The resident was away from the condo while the cigarette smoldered for about two hours before starting the fire.

The fire caused at least $750,000 in damages to the building, Ritchie said. Damage estimates to contents of the 12 units were not available.

The building is insured and will likely be rebuilt, said Ross Mertlich, secretary-treasurer of the Northpoint Condominium Association.

Flames broke through the building's roof and pushed thick smoke into the air that could be seen for miles Monday afternoon.

Upon arrival, firefighters ensured that residents had evacuated the building, Ritchie said.

"After that ... we went into a defensive mode, putting lots of water on it," he said. "After we had it knocked down well enough, we went inside to an offensive (mode)."

The fire was attacked with two ladder trucks, one placed behind a fence at the rear of the building and another in the front on 1900 West.

A total of 27 firefighters responded in five engines and three ladder trucks.

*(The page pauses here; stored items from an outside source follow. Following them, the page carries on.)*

//! Foot contact classification with hysteresis.
//!
//! Each foot is classified from its vertical ground reaction force against
//! two thresholds. A force in the band between them keeps whatever the foot
//! was doing before, so a force hovering around a single threshold cannot
//! make the leg odometry source flicker between feet.

use crate::{
    config::GrfBounds,
    foot::{Feet, Foot},
};

/// Settled contact of a foot.
#[derive(Debug, Clone, Copy, PartialEq, Eq, Hash, Default)]
#[cfg_attr(
    feature = "serde-serialize",
    derive(serde::Serialize, serde::Deserialize)
)]
pub enum Contact {
    /// The foot is in the air.
    #[default]
    Swing,
    /// The foot is on the ground and bearing load.
    Stance,
}

/// Per-foot contact state.
#[derive(Debug, Clone, Copy, PartialEq, Eq, Hash, Default)]
#[cfg_attr(
    feature = "serde-serialize",
    derive(serde::Serialize, serde::Deserialize)
)]
pub enum ContactState {
    /// Force below the lower bound.
    #[default]
    Swing,
    /// Force at or above the upper bound.
    Stance,
    /// Force inside the hysteresis band, holding the contact it entered with.
    Uncertain(Contact),
}

impl ContactState {
    /// The contact this state stands for, resolving [`ContactState::Uncertain`]
    /// to the contact it holds.
    #[must_use]
    pub const fn contact(self) -> Contact {
        match self {
            Self::Swing => Contact::Swing,
            Self::Stance => Contact::Stance,
            Self::Uncertain(held) => held,
        }
    }

    /// Whether the foot can be trusted as a leg odometry anchor.
    #[must_use]
    pub const fn is_stance(self) -> bool {
        matches!(self.contact(), Contact::Stance)
    }

    /// Next state for a vertical force of `force` newtons.
    ///
    /// A force equal to the upper bound counts as stance, and a force equal
    /// to the lower bound is inside the band. NaN compares false against both
    /// bounds and therefore holds the current contact.
    #[must_use]
    pub fn classify(self, force: f64, bounds: &GrfBounds) -> Self {
        if force >= bounds.upper {
            Self::Stance
        } else if force < bounds.lower {
            Self::Swing
        } else {
            Self::Uncertain(self.contact())
        }
    }
}

/// Which feet are supporting the robot.
#[derive(Debug, Clone, Copy, PartialEq, Eq, Hash, Default)]
#[cfg_attr(
    feature = "serde-serialize",
    derive(serde::Serialize, serde::Deserialize)
)]
pub enum SupportPhase {
    /// No foot in stance.
    #[default]
    Flight,
    /// Exactly one foot in stance.
    Single(Foot),
    /// Both feet in stance.
    Double,
}

impl SupportPhase {
    /// Phase implied by the per-foot states.
    #[must_use]
    pub fn from_states(states: &Feet<ContactState>) -> Self {
        match (states.left.is_stance(), states.right.is_stance()) {
            (false, false) => Self::Flight,
            (true, false) => Self::Single(Foot::Left),
            (false, true) => Self::Single(Foot::Right),
            (true, true) => Self::Double,
        }
    }

    /// Whether `foot` is supporting the robot in this phase.
    #[must_use]
    pub fn supports(self, foot: Foot) -> bool {
        match self {
            Self::Flight => false,
            Self::Single(support) => support == foot,
            Self::Double => true,
        }
    }

    /// Supporting feet, left first.
    pub fn stance_feet(self) -> impl Iterator<Item = Foot> {
        Foot::ALL.into_iter().filter(move |&foot| self.supports(foot))
    }
}

/// Contact states of both feet, with one cycle of history.
#[derive(Debug, Clone, Copy, PartialEq)]
#[cfg_attr(
    feature = "serde-serialize",
    derive(serde::Serialize, serde::Deserialize)
)]
pub struct ContactTracker {
    bounds: GrfBounds,
    states: Feet<ContactState>,
    previous_states: Feet<ContactState>,
    phase: SupportPhase,
    previous_phase: SupportPhase,
}

impl ContactTracker {
    /// Creates a tracker with both feet in swing.
    #[must_use]
    pub fn new(bounds: GrfBounds) -> Self {
        Self {
            bounds,
            states: Feet::default(),
            previous_states: Feet::default(),
            phase: SupportPhase::Flight,
            previous_phase: SupportPhase::Flight,
        }
    }

    /// Classifies both feet from their vertical forces.
    ///
    /// Pass `None` when no force estimate is available this cycle; the
    /// classification is then held.
    pub fn update(&mut self, vertical_force: Option<Feet<f64>>) -> SupportPhase {
        self.previous_states = self.states;
        self.previous_phase = self.phase;

        if let Some(force) = vertical_force {
            for foot in Foot::ALL {
                self.states[foot] = self.states[foot].classify(force[foot], &self.bounds);
            }
            self.phase = SupportPhase::from_states(&self.states);
        }

        if self.phase != self.previous_phase {
            log::debug!(
                "support phase changed from {:?} to {:?}",
                self.previous_phase,
                self.phase
            );
        }
        self.phase
    }

    /// Hysteresis thresholds in use.
    #[must_use]
    pub fn bounds(&self) -> &GrfBounds {
        &self.bounds
    }

    /// Current per-foot states.
    #[must_use]
    pub fn states(&self) -> &Feet<ContactState> {
        &self.states
    }

    /// Per-foot states of the previous cycle.
    #[must_use]
    pub fn previous_states(&self) -> &Feet<ContactState> {
        &self.previous_states
    }

    /// Current support phase.
    #[must_use]
    pub fn phase(&self) -> SupportPhase {
        self.phase
    }

    /// Support phase of the previous cycle.
    #[must_use]
    pub fn previous_phase(&self) -> SupportPhase {
        self.previous_phase
    }

    /// Whether the set of supporting feet changed this cycle.
    #[must_use]
    pub fn phase_changed(&self) -> bool {
        self.phase != self.previous_phase
    }
}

The Roy Fire Department was assisted by the Riverdale, Ogden and South Ogden fire departments and Weber Fire District. Fire personnel remained at the scene until early Tuesday morning, mopping up hot spots.

Northpoint Condominiums is in front of Herfordshire Condominiums. The two condo developments are separate and have different owners. The Standard-Examiner misidentified the burning building in a story Tuesday.